(Dataset items)
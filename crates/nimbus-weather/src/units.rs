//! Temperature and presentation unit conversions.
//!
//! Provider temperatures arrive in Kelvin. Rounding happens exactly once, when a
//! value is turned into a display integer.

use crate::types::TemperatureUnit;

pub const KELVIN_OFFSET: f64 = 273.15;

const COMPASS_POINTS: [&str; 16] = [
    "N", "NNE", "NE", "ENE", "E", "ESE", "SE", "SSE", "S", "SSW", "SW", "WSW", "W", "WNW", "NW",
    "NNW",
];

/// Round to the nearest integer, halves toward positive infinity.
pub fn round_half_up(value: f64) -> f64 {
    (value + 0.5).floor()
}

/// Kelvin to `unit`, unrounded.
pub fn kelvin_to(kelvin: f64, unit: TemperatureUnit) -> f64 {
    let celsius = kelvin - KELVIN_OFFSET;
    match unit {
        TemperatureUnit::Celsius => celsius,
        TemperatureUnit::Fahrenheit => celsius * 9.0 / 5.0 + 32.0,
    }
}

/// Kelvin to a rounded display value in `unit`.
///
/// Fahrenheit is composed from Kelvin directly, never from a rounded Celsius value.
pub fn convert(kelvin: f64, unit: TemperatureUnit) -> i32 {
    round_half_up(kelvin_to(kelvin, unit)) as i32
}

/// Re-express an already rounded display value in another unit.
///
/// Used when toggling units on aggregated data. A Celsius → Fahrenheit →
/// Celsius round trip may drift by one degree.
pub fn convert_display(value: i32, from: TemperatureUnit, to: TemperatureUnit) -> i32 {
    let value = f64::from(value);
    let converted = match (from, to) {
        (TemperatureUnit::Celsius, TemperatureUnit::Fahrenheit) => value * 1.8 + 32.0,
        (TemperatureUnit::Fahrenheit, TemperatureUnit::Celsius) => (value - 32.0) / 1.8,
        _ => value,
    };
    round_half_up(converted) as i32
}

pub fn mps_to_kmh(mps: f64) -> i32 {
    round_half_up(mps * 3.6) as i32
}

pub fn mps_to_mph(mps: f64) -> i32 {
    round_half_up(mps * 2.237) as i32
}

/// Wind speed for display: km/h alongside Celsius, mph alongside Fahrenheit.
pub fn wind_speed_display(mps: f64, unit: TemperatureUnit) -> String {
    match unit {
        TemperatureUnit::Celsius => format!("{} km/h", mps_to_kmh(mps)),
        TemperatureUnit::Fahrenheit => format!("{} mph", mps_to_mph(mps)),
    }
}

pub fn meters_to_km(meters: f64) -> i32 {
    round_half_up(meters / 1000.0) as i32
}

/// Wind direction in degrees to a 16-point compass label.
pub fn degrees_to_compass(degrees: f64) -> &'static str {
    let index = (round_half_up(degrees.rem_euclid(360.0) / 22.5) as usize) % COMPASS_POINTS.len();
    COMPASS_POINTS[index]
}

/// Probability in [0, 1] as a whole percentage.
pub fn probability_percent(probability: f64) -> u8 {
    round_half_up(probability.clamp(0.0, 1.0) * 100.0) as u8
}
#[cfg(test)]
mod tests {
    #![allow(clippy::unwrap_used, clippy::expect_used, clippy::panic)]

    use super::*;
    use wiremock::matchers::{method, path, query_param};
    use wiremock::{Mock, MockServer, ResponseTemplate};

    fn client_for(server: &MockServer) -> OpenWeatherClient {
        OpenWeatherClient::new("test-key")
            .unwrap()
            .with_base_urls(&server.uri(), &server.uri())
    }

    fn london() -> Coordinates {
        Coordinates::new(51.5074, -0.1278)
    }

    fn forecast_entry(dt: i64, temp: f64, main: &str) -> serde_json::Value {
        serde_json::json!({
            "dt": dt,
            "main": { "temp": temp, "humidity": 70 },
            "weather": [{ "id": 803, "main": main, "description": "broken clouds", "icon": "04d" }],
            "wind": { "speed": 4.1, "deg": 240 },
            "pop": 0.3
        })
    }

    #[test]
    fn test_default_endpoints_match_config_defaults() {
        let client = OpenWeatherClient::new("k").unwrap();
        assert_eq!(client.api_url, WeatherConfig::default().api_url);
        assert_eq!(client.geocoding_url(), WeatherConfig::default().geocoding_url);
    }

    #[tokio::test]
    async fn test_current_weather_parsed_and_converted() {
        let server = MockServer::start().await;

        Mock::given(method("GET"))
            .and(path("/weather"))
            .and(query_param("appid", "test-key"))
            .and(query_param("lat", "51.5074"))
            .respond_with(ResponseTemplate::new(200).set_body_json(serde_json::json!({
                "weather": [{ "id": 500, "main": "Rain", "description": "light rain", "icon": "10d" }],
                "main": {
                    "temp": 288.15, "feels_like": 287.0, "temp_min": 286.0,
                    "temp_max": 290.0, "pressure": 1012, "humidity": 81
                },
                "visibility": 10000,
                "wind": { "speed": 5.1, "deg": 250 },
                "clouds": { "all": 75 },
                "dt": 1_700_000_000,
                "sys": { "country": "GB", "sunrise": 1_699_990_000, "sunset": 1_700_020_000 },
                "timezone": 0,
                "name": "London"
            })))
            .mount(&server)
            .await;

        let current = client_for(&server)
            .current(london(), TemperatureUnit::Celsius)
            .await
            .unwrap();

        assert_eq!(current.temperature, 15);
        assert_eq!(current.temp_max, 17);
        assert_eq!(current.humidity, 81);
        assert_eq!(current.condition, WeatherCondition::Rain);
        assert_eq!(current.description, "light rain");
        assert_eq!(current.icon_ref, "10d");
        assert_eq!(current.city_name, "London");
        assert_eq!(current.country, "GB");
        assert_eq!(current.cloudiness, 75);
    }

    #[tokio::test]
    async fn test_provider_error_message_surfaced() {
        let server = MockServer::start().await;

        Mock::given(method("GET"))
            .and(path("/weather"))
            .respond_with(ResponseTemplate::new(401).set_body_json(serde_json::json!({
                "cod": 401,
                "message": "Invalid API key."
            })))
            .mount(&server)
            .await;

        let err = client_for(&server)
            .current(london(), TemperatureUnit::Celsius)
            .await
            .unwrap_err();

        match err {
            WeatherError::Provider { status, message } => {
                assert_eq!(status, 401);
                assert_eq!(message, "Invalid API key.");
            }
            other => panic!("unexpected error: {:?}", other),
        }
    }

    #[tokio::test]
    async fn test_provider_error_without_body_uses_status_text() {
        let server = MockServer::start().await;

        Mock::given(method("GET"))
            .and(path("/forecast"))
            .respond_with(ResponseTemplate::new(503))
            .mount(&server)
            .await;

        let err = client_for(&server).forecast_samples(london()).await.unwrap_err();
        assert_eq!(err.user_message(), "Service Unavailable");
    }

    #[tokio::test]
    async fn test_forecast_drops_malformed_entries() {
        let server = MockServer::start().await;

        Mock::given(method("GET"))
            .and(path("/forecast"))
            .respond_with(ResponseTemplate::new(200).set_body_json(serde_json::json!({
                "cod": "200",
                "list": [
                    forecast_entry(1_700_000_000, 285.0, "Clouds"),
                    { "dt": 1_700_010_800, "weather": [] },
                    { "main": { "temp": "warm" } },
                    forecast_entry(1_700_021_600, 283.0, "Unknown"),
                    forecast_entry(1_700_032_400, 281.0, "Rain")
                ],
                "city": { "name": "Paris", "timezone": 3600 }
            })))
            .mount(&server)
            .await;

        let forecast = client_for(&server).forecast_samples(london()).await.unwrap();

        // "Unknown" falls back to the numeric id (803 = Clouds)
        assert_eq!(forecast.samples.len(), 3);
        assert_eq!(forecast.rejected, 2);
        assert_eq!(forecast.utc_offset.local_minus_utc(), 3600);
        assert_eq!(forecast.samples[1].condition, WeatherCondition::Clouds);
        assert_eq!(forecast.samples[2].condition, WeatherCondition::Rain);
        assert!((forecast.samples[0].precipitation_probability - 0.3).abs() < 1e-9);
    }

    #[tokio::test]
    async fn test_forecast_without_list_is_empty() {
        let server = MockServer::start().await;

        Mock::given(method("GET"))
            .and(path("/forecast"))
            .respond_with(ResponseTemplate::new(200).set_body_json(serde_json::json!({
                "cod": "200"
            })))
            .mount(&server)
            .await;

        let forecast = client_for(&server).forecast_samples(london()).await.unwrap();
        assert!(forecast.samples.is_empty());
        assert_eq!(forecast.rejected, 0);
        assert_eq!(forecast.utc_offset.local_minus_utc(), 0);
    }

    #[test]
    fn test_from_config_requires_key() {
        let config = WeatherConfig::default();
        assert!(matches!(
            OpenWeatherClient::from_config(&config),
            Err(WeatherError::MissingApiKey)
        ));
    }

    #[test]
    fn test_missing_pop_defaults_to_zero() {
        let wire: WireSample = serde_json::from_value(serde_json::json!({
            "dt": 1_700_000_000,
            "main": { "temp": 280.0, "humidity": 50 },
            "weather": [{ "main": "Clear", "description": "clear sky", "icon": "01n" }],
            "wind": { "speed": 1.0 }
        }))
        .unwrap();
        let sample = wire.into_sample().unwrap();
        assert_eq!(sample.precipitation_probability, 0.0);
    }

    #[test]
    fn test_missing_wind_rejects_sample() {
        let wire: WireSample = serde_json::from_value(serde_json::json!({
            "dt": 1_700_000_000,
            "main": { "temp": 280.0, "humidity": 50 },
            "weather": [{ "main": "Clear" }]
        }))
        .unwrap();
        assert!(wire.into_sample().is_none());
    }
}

(Work instructions) Give an exact copy of the lines above, from the top of the records to the line that contains "pub fn mps_to_mph(mps: f64)", taking in both ends.

(Solution for this problem)
filename crates/nimbus-weather/src/units.rs
//! Temperature and presentation unit conversions.
//!
//! Provider temperatures arrive in Kelvin. Rounding happens exactly once, when a
//! value is turned into a display integer.

use crate::types::TemperatureUnit;

pub const KELVIN_OFFSET: f64 = 273.15;

const COMPASS_POINTS: [&str; 16] = [
    "N", "NNE", "NE", "ENE", "E", "ESE", "SE", "SSE", "S", "SSW", "SW", "WSW", "W", "WNW", "NW",
    "NNW",
];

/// Round to the nearest integer, halves toward positive infinity.
pub fn round_half_up(value: f64) -> f64 {
    (value + 0.5).floor()
}

/// Kelvin to `unit`, unrounded.
pub fn kelvin_to(kelvin: f64, unit: TemperatureUnit) -> f64 {
    let celsius = kelvin - KELVIN_OFFSET;
    match unit {
        TemperatureUnit::Celsius => celsius,
        TemperatureUnit::Fahrenheit => celsius * 9.0 / 5.0 + 32.0,
    }
}

/// Kelvin to a rounded display value in `unit`.
///
/// Fahrenheit is composed from Kelvin directly, never from a rounded Celsius value.
pub fn convert(kelvin: f64, unit: TemperatureUnit) -> i32 {
    round_half_up(kelvin_to(kelvin, unit)) as i32
}

/// Re-express an already rounded display value in another unit.
///
/// Used when toggling units on aggregated data. A Celsius → Fahrenheit →
/// Celsius round trip may drift by one degree.
pub fn convert_display(value: i32, from: TemperatureUnit, to: TemperatureUnit) -> i32 {
    let value = f64::from(value);
    let converted = match (from, to) {
        (TemperatureUnit::Celsius, TemperatureUnit::Fahrenheit) => value * 1.8 + 32.0,
        (TemperatureUnit::Fahrenheit, TemperatureUnit::Celsius) => (value - 32.0) / 1.8,
        _ => value,
    };
    round_half_up(converted) as i32
}

pub fn mps_to_kmh(mps: f64) -> i32 {
    round_half_up(mps * 3.6) as i32
}

pub fn mps_to_mph(mps: f64) -> i32 {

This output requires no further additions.